L’inclusione scolastica non si ferma tra i banchi di scuola, ma trova la sua massima espressione quando il mondo dell’istruzione incontra le realtà del territorio. È quanto sta accadendo in provincia di Varese, dove la Fondazione Anffas Ticino promuove iniziative di sensibilizzazione e collaborazione volte a far dialogare gli studenti con le tematiche della disabilità, trasformando la teoria in esperienza diretta.

L’iniziativa, che coinvolge diversi istituti della zona, non si limita a una semplice sensibilizzazione, ma punta a costruire connessioni stabili.
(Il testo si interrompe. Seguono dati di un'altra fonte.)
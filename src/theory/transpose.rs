//! Transposition — shifts a shape template to a target key and renumbers
//! fingers for barre positions.

use super::note::{GuitarString, Note};
use super::shape::{ShapeName, ShapeTemplate, OPEN_C_FINGERING};

/// One sounded string of a transposed chord. `fret` is absolute.
#[derive(Debug, Clone, Copy, PartialEq, Eq)]
pub struct PlayedNote {
    pub string: GuitarString,
    pub fret: u8,
    pub finger: u8,
    pub is_root: bool,
}

/// A shape template moved to a concrete key.
///
/// `fret_position` is the shift amount: 0 means the open (unmovable) chord,
/// anything positive means a barre at that fret.
#[derive(Debug, Clone, PartialEq, Eq)]
pub struct ChordInstance {
    pub shape: ShapeName,
    pub fret_position: u8,
    pub root: Note,
    pub notes: Vec<PlayedNote>,
}

impl ChordInstance {
    /// True when the shape is shifted and needs a barre.
    pub fn is_movable(&self) -> bool {
        self.fret_position > 0
    }
}

/// Move `template` so its root sounds the target key.
///
/// Shift is `(key - base_root) mod 12`, always in 0..=11 — one canonical
/// position per key per shape, no alternate octaves. Frets accumulate past
/// 12 for high shifts; the display window handles range limiting.
///
/// Finger renumbering for movable shapes: the index finger takes the barre,
/// so open strings become finger 1 and every fretted finger moves up one,
/// capped at 4 (the cap is policy for stretched shapes, not derived).
/// Unmovable shapes keep template fingers verbatim, except open C which
/// takes the canonical fingering table wholesale.
pub fn transpose(template: &ShapeTemplate, key: Note) -> ChordInstance {
    let shift = (key.index() + 12 - template.base_root.index()) % 12;
    let movable = shift > 0;

    let notes: Vec<PlayedNote> = if !movable && template.name == ShapeName::C {
        // Known sharp edge: force the canonical 3-2-0-1-0 open-C fingering
        // rather than trusting the generic template.
        OPEN_C_FINGERING
            .iter()
            .map(|p| PlayedNote {
                string: p.string,
                fret: p.fret_offset,
                finger: p.finger,
                is_root: p.is_root,
            })
            .collect()
    } else {
        template
            .positions
            .iter()
            .map(|p| {
                let finger = if movable {
                    if p.finger == 0 {
                        1
                    } else {
                        (p.finger + 1).min(4)
                    }
                } else {
                    p.finger
                };
                PlayedNote {
                    string: p.string,
                    fret: p.fret_offset + shift,
                    finger,
                    is_root: p.is_root,
                }
            })
            .collect()
    };

    ChordInstance {
        shape: template.name,
        fret_position: shift,
        root: key,
        notes,
    }
}

#[cfg(test)]
mod tests {
    use super::*;
    use crate::theory::shape::{template, SHAPES};

    #[test]
    fn shift_is_always_in_range() {
        for key in Note::ALL {
            for shape in &SHAPES {
                let chord = transpose(shape, key);
                assert!(chord.fret_position <= 11);
            }
        }
    }

    #[test]
    fn zero_shift_only_for_matching_root() {
        for key in Note::ALL {
            for shape in &SHAPES {
                let chord = transpose(shape, key);
                assert_eq!(chord.fret_position == 0, shape.base_root == key);
            }
        }
    }

    #[test]
    fn open_c_uses_canonical_fingering() {
        let chord = transpose(template(ShapeName::C), Note::C);
        assert!(!chord.is_movable());
        let fingers: Vec<u8> = chord.notes.iter().map(|n| n.finger).collect();
        assert_eq!(fingers, [3, 2, 0, 1, 0]);
    }

    #[test]
    fn unmovable_fingers_pass_through() {
        let chord = transpose(template(ShapeName::E), Note::E);
        let expected: Vec<u8> = template(ShapeName::E)
            .positions
            .iter()
            .map(|p| p.finger)
            .collect();
        let actual: Vec<u8> = chord.notes.iter().map(|n| n.finger).collect();
        assert_eq!(actual, expected);
    }

    #[test]
    fn movable_fingers_never_open() {
        for key in Note::ALL {
            for shape in &SHAPES {
                let chord = transpose(shape, key);
                if chord.is_movable() {
                    for n in &chord.notes {
                        assert!(
                            (1..=4).contains(&n.finger),
                            "{:?} in {key}: finger {}",
                            shape.name,
                            n.finger
                        );
                    }
                }
            }
        }
    }

    #[test]
    fn movable_open_strings_get_barred() {
        // E shape shifted to G: a barre at fret 3; every template open
        // string lands on the barre finger.
        let chord = transpose(template(ShapeName::E), Note::G);
        assert_eq!(chord.fret_position, 3);
        for (n, p) in chord.notes.iter().zip(template(ShapeName::E).positions) {
            if p.finger == 0 {
                assert_eq!(n.finger, 1);
                assert_eq!(n.fret, 3);
            } else {
                assert_eq!(n.finger, p.finger + 1);
            }
        }
    }

    #[test]
    fn finger_four_stays_at_ceiling() {
        // G shape has a pinky (4) on the high E string; shifted it stays 4.
        let chord = transpose(template(ShapeName::G), Note::A);
        assert!(chord.is_movable());
        let high_e = chord
            .notes
            .iter()
            .find(|n| n.string == GuitarString::HighE)
            .unwrap();
        assert_eq!(high_e.finger, 4);
    }

    #[test]
    fn frets_are_offset_plus_shift() {
        let chord = transpose(template(ShapeName::D), Note::C);
        // D -> C is a shift of 10; no modulo, frets pass 12.
        assert_eq!(chord.fret_position, 10);
        for (n, p) in chord.notes.iter().zip(template(ShapeName::D).positions) {
            assert_eq!(n.fret, p.fret_offset + 10);
        }
    }

    #[test]
    fn root_flags_and_order_preserved() {
        for key in Note::ALL {
            for shape in &SHAPES {
                let chord = transpose(shape, key);
                assert_eq!(chord.notes.len(), shape.positions.len());
                for (n, p) in chord.notes.iter().zip(shape.positions) {
                    assert_eq!(n.string, p.string);
                    assert_eq!(n.is_root, p.is_root);
                }
            }
        }
    }
}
Tali collaborazioni si inseriscono nel quadro delle linee guida per l'inclusione scolastica e trovano legittimazione all'interno del Piano Triennale dell'Offerta Formativa (PTOF) dei singoli istituti, che definiscono i protocolli d'intesa necessari per il monitoraggio dei progetti e la validazione delle attività didattiche. L’obiettivo è chiaro: permettere ai giovani di guardare oltre le barriere, partecipando attivamente alla vita sociale insieme alle persone con disabilità assistite dalla Fondazione.

Dalla teoria all'esperienza: il valore dei percorsi

Uno dei progetti, in particolare, si inserisce nel solco della formazione scuola-lavoro. Per molti ragazzi, questo percorso rappresenta il primo vero contatto con il mondo del sociale vissuto "dall'interno". Non si tratta solo di osservare, ma di interagire, comprendere le sfide quotidiane e, soprattutto, riconoscere il valore della partecipazione di ciascuno alla comunità.
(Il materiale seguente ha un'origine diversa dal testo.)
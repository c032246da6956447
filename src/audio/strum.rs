//! Strum synthesis — renders a time-staggered sweep across the strings into
//! one sample buffer.
//!
//! Each note is a triangle oscillator with a short linear attack and an
//! exponential decay, started `interval` seconds after the note below it.
//! Rendering is offline; the audio callback mixes the finished buffer into
//! its timeline.

use std::fmt;
use std::str::FromStr;

use crate::theory::{fret_frequency, PlayedNote};

/// Time between consecutive strings in the sweep.
#[derive(Debug, Clone, Copy, PartialEq, Eq)]
pub enum StrumSpeed {
    Slow,
    Fast,
}

impl StrumSpeed {
    /// Per-string stagger in seconds.
    pub fn interval(self) -> f64 {
        match self {
            StrumSpeed::Slow => 0.15,
            StrumSpeed::Fast => 0.05,
        }
    }

    pub fn toggled(self) -> StrumSpeed {
        match self {
            StrumSpeed::Slow => StrumSpeed::Fast,
            StrumSpeed::Fast => StrumSpeed::Slow,
        }
    }

    pub fn name(self) -> &'static str {
        match self {
            StrumSpeed::Slow => "slow",
            StrumSpeed::Fast => "fast",
        }
    }
}

impl fmt::Display for StrumSpeed {
    fn fmt(&self, f: &mut fmt::Formatter<'_>) -> fmt::Result {
        f.write_str(self.name())
    }
}

impl FromStr for StrumSpeed {
    type Err = String;

    fn from_str(s: &str) -> Result<Self, Self::Err> {
        match s.trim().to_ascii_lowercase().as_str() {
            "slow" => Ok(StrumSpeed::Slow),
            "fast" => Ok(StrumSpeed::Fast),
            other => Err(format!("unknown strum speed: {other} (slow|fast)")),
        }
    }
}

/// Attack time in seconds (linear ramp 0 -> peak).
const ATTACK: f64 = 0.01;
/// Peak amplitude per note.
const PEAK: f64 = 0.3;
/// Target of the exponential decay at the end of the tone.
const DECAY_FLOOR: f64 = 0.001;
/// Tone length in seconds; the tone stops here.
pub const TONE_SECONDS: f64 = 1.5;

/// Envelope amplitude at `t` seconds after the note starts.
///
/// Linear 0 -> PEAK over ATTACK, then exponential toward DECAY_FLOOR at
/// TONE_SECONDS (constant-ratio decay, the WebAudio exponential-ramp curve).
pub fn envelope(t: f64) -> f64 {
    if t < 0.0 || t >= TONE_SECONDS {
        0.0
    } else if t < ATTACK {
        PEAK * t / ATTACK
    } else {
        let progress = (t - ATTACK) / (TONE_SECONDS - ATTACK);
        PEAK * (DECAY_FLOOR / PEAK).powf(progress)
    }
}

/// Triangle wave at `phase` in [0, 1). Returns a value in [-1, 1].
fn triangle(phase: f64) -> f64 {
    if phase < 0.25 {
        4.0 * phase
    } else if phase < 0.75 {
        2.0 - 4.0 * phase
    } else {
        4.0 * phase - 4.0
    }
}

/// Notes in strum order: descending string number, string 6 (low E) first,
/// regardless of input order.
pub fn strum_order(notes: &[PlayedNote]) -> Vec<PlayedNote> {
    let mut ordered = notes.to_vec();
    ordered.sort_by(|a, b| b.string.number().cmp(&a.string.number()));
    ordered
}

/// Start offset in seconds for the `i`-th note of the sweep.
pub fn start_offset(i: usize, speed: StrumSpeed) -> f64 {
    i as f64 * speed.interval()
}

/// Render a strummed chord into an interleaved sample buffer.
///
/// The buffer covers the last note's start plus the full tone length:
/// `(n-1) * interval + 1.5 s`. Tones are summed; the caller's limiter
/// handles the sum of six attacks.
pub fn render_strum(
    notes: &[PlayedNote],
    speed: StrumSpeed,
    sample_rate: u32,
    channels: u16,
) -> Vec<f32> {
    if notes.is_empty() {
        return Vec::new();
    }

    let ordered = strum_order(notes);
    let sr = sample_rate as f64;
    let total_seconds = start_offset(ordered.len() - 1, speed) + TONE_SECONDS;
    let total_frames = (total_seconds * sr).ceil() as usize;

    let mut mono = vec![0.0f32; total_frames];
    for (i, note) in ordered.iter().enumerate() {
        let freq = fret_frequency(note.string, note.fret);
        let start_frame = (start_offset(i, speed) * sr).round() as usize;
        let tone_frames = (TONE_SECONDS * sr) as usize;

        let mut phase = 0.0f64;
        for j in 0..tone_frames {
            let frame = start_frame + j;
            if frame >= total_frames {
                break;
            }
            let t = j as f64 / sr;
            mono[frame] += (envelope(t) * triangle(phase)) as f32;
            phase += freq / sr;
            phase -= phase.floor();
        }
    }

    if channels == 1 {
        return mono;
    }

    let mut interleaved = Vec::with_capacity(mono.len() * channels as usize);
    for sample in mono {
        for _ in 0..channels {
            interleaved.push(sample);
        }
    }
    interleaved
}

#[cfg(test)]
mod tests {
    use super::*;
    use crate::theory::GuitarString;
    use assert_approx_eq::assert_approx_eq;

    fn note(string: GuitarString, fret: u8) -> PlayedNote {
        PlayedNote {
            string,
            fret,
            finger: 0,
            is_root: false,
        }
    }

    #[test]
    fn parse_speed() {
        assert_eq!("slow".parse::<StrumSpeed>(), Ok(StrumSpeed::Slow));
        assert_eq!("FAST".parse::<StrumSpeed>(), Ok(StrumSpeed::Fast));
        assert!("medium".parse::<StrumSpeed>().is_err());
    }

    #[test]
    fn intervals() {
        assert_approx_eq!(StrumSpeed::Slow.interval(), 0.15);
        assert_approx_eq!(StrumSpeed::Fast.interval(), 0.05);
    }

    #[test]
    fn low_strings_strum_first() {
        let notes = [
            note(GuitarString::HighE, 0),
            note(GuitarString::LowE, 0),
            note(GuitarString::G, 2),
        ];
        let ordered = strum_order(&notes);
        let numbers: Vec<u8> = ordered.iter().map(|n| n.string.number()).collect();
        assert_eq!(numbers, [6, 3, 1]);
    }

    #[test]
    fn slow_offsets_step_by_150ms() {
        assert_approx_eq!(start_offset(0, StrumSpeed::Slow), 0.0);
        assert_approx_eq!(start_offset(1, StrumSpeed::Slow), 0.15);
        assert_approx_eq!(start_offset(2, StrumSpeed::Slow), 0.30);
    }

    #[test]
    fn envelope_shape() {
        assert_approx_eq!(envelope(0.0), 0.0);
        assert_approx_eq!(envelope(ATTACK / 2.0), PEAK / 2.0);
        assert_approx_eq!(envelope(ATTACK), PEAK, 1e-9);
        // Just before the tone ends the decay has reached its floor.
        assert_approx_eq!(envelope(TONE_SECONDS - 1e-9), DECAY_FLOOR, 1e-5);
        assert_approx_eq!(envelope(TONE_SECONDS), 0.0);
        assert_approx_eq!(envelope(-0.1), 0.0);
    }

    #[test]
    fn envelope_is_monotonic_decay() {
        let mut last = envelope(ATTACK);
        let mut t = ATTACK;
        while t < TONE_SECONDS {
            let amp = envelope(t);
            assert!(amp <= last + 1e-12, "decay not monotonic at t={t}");
            last = amp;
            t += 0.01;
        }
    }

    #[test]
    fn empty_chord_renders_nothing() {
        assert!(render_strum(&[], StrumSpeed::Slow, 44100, 2).is_empty());
    }

    #[test]
    fn buffer_covers_last_note_tail() {
        let notes = [
            note(GuitarString::LowE, 0),
            note(GuitarString::G, 0),
            note(GuitarString::HighE, 0),
        ];
        let samples = render_strum(&notes, StrumSpeed::Slow, 44100, 1);
        let expected = ((2.0 * 0.15 + TONE_SECONDS) * 44100.0).ceil() as usize;
        assert_eq!(samples.len(), expected);
    }

    #[test]
    fn first_sample_is_silent_attack_start() {
        let notes = [note(GuitarString::LowE, 0)];
        let samples = render_strum(&notes, StrumSpeed::Fast, 44100, 1);
        assert_approx_eq!(samples[0] as f64, 0.0, 1e-6);
    }

    #[test]
    fn staggered_notes_start_on_schedule() {
        // Single high-E note strummed second: everything before 0.05 s is
        // only the first note; the second note's region must be non-silent
        // shortly after its start.
        let notes = [note(GuitarString::LowE, 0), note(GuitarString::HighE, 0)];
        let sr = 44100u32;
        let samples = render_strum(&notes, StrumSpeed::Fast, sr, 1);

        let second_start = (0.05 * sr as f64).round() as usize;
        let window = &samples[second_start..second_start + 2000];
        assert!(window.iter().any(|s| s.abs() > 0.01));
    }

    #[test]
    fn output_stays_within_sane_bounds() {
        let notes: Vec<PlayedNote> = [
            (GuitarString::LowE, 0),
            (GuitarString::A, 2),
            (GuitarString::D, 2),
            (GuitarString::G, 1),
            (GuitarString::B, 0),
            (GuitarString::HighE, 0),
        ]
        .iter()
        .map(|&(s, f)| note(s, f))
        .collect();

        let samples = render_strum(&notes, StrumSpeed::Fast, 44100, 1);
        // Six notes at peak 0.3 can sum to at most 1.8 in theory; staggered
        // attacks keep it well below that, but never past the hard bound.
        for &s in &samples {
            assert!(s.abs() <= 1.8);
        }
        assert!(samples.iter().any(|s| s.abs() > 0.05), "strum is silent");
    }

    #[test]
    fn stereo_interleaving_duplicates_mono() {
        let notes = [note(GuitarString::D, 0)];
        let mono = render_strum(&notes, StrumSpeed::Slow, 8000, 1);
        let stereo = render_strum(&notes, StrumSpeed::Slow, 8000, 2);
        assert_eq!(stereo.len(), mono.len() * 2);
        for (i, &m) in mono.iter().enumerate() {
            assert_eq!(stereo[2 * i], m);
            assert_eq!(stereo[2 * i + 1], m);
        }
    }
}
Attraverso queste attività, gli studenti hanno la possibilità di affiancare gli operatori e, soprattutto, di passare del tempo con gli utenti della Fondazione. In questo modo, l'inclusione cessa di essere un concetto astratto, discusso durante le ore di educazione civica, per diventare una pratica quotidiana fatta di scambi, conversazioni e attività condivise.

Costruire ponti con il territorio

La forza di questo progetto risiede proprio nella sua capacità di abbattere il muro dell'isolamento. Spesso, la disabilità viene percepita dagli adolescenti come un mondo lontano o, peggio, incomprensibile. Avvicinare le scuole alle strutture come Anffas Ticino significa restituire alla cittadinanza una visione più umana e meno legata ai pregiudizi.

La Fondazione, attraverso le sue attività, mira a creare una rete di relazioni che superi l'anno scolastico. L'idea di fondo è che la scuola debba essere il primo luogo in cui si impara a non lasciare indietro nessuno, e per farlo non c'è strumento migliore del contatto umano diretto.

Per le scuole che partecipano, si tratta di un'opportunità di arricchimento del Piano dell'Offerta Formativa, che trova nel territorio partner pronti a trasformare la didattica in una lezione di vita. Le testimonianze dei ragazzi che hanno già preso parte alle prime fasi del progetto parlano di un'esperienza che cambia il modo di guardare al prossimo, trasformando la "diversità" in una risorsa preziosa per l'intera collettività.

In un momento in cui la scuola è chiamata a essere sempre più aperta e inclusiva, esperienze come quella promossa da Anffas Ticino diventano un modello virtuoso da replicare, dimostrando che, quando il mondo del volontariato e quello dell'istruzione si stringono la mano, il beneficio non è solo per lo studente, ma per l'intera società.